[Stored data entries]
:::

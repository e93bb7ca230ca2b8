use ocm_core::model::SessionStatus;
use ocm_core::transcript::TranscriptRole;
use ratatui::style::{Color, Modifier, Style};

pub const BACKGROUND: Color = Color::Rgb(26, 26, 46);
pub const SURFACE: Color = Color::Rgb(22, 33, 62);
pub const BORDER: Color = Color::Rgb(42, 46, 61);
pub const TEXT: Color = Color::Rgb(255, 248, 231);
pub const MUTED: Color = Color::Rgb(168, 181, 162);
pub const ACCENT: Color = Color::Rgb(245, 166, 35);
pub const ALERT: Color = Color::Rgb(198, 123, 92);
pub const CRITICAL: Color = Color::Rgb(239, 68, 68);

pub const HEADER_STYLE: Style = Style::new().fg(ACCENT).add_modifier(Modifier::BOLD);
pub const SELECTED_STYLE: Style = Style::new()
    .bg(Color::Rgb(131, 165, 152))
    .fg(Color::Black)
    .add_modifier(Modifier::BOLD);
pub const GROUP_STYLE: Style = Style::new().fg(TEXT).add_modifier(Modifier::BOLD);

pub mod icons {
    pub const EXPANDED: &str = "▾";
    pub const COLLAPSED: &str = "▸";
    pub const CONNECTING: &str = "⚡";
    pub const UNREACHABLE: &str = "❌";
    pub const LOCKED: &str = "🔒";
    pub const RUNNING: &str = "▶";
    pub const NOTHING_RUNNING: &str = "◌";
    pub const DONE: &str = "✓";
}

pub fn status_style(status: SessionStatus) -> Style {
    match status {
        SessionStatus::Active => Style::new().fg(ACCENT).add_modifier(Modifier::BOLD),
        SessionStatus::Idle => Style::new().fg(MUTED),
        SessionStatus::Aborted => Style::new().fg(ALERT).add_modifier(Modifier::BOLD),
    }
}

pub fn role_style(role: &TranscriptRole) -> Style {
    match role {
        TranscriptRole::User => Style::new().fg(Color::Cyan).add_modifier(Modifier::BOLD),
        TranscriptRole::Assistant => Style::new().fg(Color::Green).add_modifier(Modifier::BOLD),
        TranscriptRole::Tool | TranscriptRole::Other(_) => {
            Style::new().fg(MUTED).add_modifier(Modifier::DIM)
        }
    }
}
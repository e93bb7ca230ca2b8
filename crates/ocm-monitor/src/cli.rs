use clap::Parser;
use ocm_core::config::MonitorConfig;
use std::path::PathBuf;

#[derive(Debug, Parser)]
#[command(name = "ocm-monitor")]
#[command(about = "Live terminal view of OpenClaw gateway sessions", long_about = None)]
pub struct Args {
    /// Config file (default: ~/.openclaw/openclaw.json)
    #[arg(long)]
    pub config: Option<PathBuf>,
    #[arg(long)]
    pub host: Option<String>,
    #[arg(long)]
    pub port: Option<u16>,
    /// Poll interval in milliseconds
    #[arg(long)]
    pub interval_ms: Option<u64>,
    /// Messages shown in the transcript panel
    #[arg(long)]
    pub transcript_limit: Option<usize>,
    /// Write logs here instead of discarding them
    #[arg(long, env = "OCM_LOG_FILE")]
    pub log_file: Option<PathBuf>,
}

impl Args {
    /// Flags win over the config file and environment.
    pub fn apply(&self, config: &mut MonitorConfig) {
        if let Some(host) = self.host.as_deref().filter(|host| !host.trim().is_empty()) {
            config.host = host.to_string();
        }
        if let Some(port) = self.port {
            config.port = port;
        }
        if let Some(millis) = self.interval_ms {
            config.set_poll_interval_ms(millis);
        }
        if let Some(limit) = self.transcript_limit {
            config.transcript_limit = limit;
        }
    }
}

:::

#### [Your goal]
Where a line above holds the word "Parser", copy it.

#### [Finished task]
use clap::Parser;
#[derive(Debug, Parser)]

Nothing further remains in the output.